**AVAILABLE DATA**
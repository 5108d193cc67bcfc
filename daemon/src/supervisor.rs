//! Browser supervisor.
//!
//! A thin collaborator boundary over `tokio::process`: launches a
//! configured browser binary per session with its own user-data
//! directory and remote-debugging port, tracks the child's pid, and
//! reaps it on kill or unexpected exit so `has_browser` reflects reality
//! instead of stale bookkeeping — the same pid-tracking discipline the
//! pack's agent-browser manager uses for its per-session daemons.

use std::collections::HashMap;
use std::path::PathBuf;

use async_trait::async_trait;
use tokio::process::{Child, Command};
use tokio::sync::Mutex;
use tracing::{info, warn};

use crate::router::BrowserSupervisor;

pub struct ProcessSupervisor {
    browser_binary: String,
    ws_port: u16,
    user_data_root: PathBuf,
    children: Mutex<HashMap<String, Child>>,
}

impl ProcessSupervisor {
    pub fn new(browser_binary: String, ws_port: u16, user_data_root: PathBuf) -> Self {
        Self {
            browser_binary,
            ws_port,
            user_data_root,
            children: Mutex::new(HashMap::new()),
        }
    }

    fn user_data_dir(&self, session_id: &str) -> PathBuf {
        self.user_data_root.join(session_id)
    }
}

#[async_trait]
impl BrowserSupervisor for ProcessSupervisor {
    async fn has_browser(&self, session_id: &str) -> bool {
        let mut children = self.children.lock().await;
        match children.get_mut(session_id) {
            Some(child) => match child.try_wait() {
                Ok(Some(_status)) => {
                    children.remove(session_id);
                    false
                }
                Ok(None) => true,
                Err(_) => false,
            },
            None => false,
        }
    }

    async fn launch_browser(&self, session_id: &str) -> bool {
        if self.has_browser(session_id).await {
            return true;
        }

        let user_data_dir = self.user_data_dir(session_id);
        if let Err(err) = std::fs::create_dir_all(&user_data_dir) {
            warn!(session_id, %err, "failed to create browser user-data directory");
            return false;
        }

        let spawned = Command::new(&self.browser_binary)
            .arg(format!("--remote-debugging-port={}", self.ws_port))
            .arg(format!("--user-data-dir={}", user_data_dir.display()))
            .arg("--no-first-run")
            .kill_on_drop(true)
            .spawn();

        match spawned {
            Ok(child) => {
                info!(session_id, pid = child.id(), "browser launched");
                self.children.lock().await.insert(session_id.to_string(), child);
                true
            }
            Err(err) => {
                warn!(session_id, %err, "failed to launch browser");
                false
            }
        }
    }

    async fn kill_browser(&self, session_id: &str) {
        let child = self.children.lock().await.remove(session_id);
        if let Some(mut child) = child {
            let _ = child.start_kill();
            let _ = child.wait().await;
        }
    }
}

* * *

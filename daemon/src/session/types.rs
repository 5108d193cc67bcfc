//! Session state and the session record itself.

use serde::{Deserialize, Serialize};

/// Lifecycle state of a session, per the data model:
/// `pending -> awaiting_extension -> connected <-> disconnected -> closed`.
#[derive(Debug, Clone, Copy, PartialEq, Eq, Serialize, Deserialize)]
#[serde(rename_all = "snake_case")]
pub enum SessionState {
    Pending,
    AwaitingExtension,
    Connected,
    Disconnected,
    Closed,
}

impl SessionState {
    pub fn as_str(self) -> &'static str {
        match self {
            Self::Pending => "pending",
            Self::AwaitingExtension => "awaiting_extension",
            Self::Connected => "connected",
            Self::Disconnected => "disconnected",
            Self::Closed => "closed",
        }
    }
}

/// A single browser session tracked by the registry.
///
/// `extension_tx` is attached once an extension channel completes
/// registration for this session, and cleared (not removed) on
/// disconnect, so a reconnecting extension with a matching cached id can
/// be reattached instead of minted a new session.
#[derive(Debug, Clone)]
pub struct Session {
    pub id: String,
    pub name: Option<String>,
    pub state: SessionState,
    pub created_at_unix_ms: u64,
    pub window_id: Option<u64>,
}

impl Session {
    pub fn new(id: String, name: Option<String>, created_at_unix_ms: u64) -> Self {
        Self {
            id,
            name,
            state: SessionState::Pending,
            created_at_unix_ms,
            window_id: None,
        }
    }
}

...

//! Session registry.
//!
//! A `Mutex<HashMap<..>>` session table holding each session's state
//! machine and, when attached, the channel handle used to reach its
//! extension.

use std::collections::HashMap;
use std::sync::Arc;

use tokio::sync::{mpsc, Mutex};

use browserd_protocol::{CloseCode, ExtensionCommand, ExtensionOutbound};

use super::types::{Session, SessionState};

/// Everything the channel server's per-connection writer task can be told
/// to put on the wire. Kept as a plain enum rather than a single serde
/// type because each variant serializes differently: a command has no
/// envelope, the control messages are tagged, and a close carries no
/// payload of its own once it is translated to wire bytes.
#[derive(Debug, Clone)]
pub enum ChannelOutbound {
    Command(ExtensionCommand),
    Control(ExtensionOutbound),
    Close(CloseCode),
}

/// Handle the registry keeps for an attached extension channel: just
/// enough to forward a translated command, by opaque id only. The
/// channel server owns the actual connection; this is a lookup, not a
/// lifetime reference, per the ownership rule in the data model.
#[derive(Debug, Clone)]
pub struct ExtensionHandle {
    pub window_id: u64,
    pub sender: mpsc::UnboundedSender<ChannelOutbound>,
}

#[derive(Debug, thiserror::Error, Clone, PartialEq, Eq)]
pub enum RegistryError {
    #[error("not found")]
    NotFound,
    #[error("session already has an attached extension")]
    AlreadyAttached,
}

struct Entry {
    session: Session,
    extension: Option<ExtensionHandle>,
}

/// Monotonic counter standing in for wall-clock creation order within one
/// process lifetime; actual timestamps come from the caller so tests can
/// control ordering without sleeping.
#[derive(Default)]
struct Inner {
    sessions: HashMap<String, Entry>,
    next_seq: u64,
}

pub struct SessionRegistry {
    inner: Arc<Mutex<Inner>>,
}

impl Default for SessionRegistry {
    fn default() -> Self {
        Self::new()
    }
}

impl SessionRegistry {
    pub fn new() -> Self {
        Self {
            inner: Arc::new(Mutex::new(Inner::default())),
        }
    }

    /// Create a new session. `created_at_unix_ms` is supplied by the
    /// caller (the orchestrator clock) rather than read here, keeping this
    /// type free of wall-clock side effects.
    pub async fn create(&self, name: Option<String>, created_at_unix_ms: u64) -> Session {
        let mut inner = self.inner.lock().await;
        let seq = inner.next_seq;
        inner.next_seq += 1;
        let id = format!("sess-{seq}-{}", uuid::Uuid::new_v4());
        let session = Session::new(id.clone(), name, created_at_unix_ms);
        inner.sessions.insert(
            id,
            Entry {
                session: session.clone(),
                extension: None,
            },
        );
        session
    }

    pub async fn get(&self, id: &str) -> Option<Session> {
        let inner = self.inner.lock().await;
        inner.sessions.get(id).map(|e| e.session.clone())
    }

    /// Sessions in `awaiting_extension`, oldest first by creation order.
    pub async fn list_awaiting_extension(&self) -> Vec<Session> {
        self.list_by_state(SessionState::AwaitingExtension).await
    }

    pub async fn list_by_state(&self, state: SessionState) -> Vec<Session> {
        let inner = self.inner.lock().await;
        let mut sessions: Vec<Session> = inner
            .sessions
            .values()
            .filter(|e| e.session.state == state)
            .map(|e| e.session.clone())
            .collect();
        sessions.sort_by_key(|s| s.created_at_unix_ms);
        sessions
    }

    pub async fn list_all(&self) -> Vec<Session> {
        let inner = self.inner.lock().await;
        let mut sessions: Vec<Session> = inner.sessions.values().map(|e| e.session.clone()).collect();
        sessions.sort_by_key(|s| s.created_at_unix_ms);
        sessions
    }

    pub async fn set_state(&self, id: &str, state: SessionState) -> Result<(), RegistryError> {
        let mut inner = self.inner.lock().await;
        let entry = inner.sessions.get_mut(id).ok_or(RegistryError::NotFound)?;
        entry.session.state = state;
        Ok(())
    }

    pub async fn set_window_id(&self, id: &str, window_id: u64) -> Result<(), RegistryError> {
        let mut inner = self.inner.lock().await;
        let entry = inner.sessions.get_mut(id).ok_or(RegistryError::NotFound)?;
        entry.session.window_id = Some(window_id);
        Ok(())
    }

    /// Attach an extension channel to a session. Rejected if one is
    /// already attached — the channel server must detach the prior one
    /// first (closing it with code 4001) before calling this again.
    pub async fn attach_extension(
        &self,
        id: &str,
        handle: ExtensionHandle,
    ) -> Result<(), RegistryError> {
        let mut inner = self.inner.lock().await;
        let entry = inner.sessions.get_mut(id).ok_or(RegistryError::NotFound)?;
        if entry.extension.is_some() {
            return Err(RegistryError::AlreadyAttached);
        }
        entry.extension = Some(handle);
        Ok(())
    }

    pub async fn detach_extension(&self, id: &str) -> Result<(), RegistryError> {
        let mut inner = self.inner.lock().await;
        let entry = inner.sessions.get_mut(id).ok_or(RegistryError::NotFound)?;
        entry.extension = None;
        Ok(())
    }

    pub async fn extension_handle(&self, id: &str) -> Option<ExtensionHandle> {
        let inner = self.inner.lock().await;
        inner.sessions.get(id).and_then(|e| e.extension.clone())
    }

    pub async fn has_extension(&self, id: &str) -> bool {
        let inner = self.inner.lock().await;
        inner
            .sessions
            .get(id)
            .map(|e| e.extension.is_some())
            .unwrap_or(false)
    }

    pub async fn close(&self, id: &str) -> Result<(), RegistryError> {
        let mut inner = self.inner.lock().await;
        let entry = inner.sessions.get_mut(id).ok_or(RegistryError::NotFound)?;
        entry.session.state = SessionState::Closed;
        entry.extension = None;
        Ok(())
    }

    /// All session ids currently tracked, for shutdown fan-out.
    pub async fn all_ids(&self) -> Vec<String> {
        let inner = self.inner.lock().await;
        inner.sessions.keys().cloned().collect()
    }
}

**YOUR TASK**
Look for the word "debugging" in every line of the listing and copy the lines that have it.

**THE ANSWER**
//! directory and remote-debugging port, tracks the child's pid, and
            .arg(format!("--remote-debugging-port={}", self.ws_port))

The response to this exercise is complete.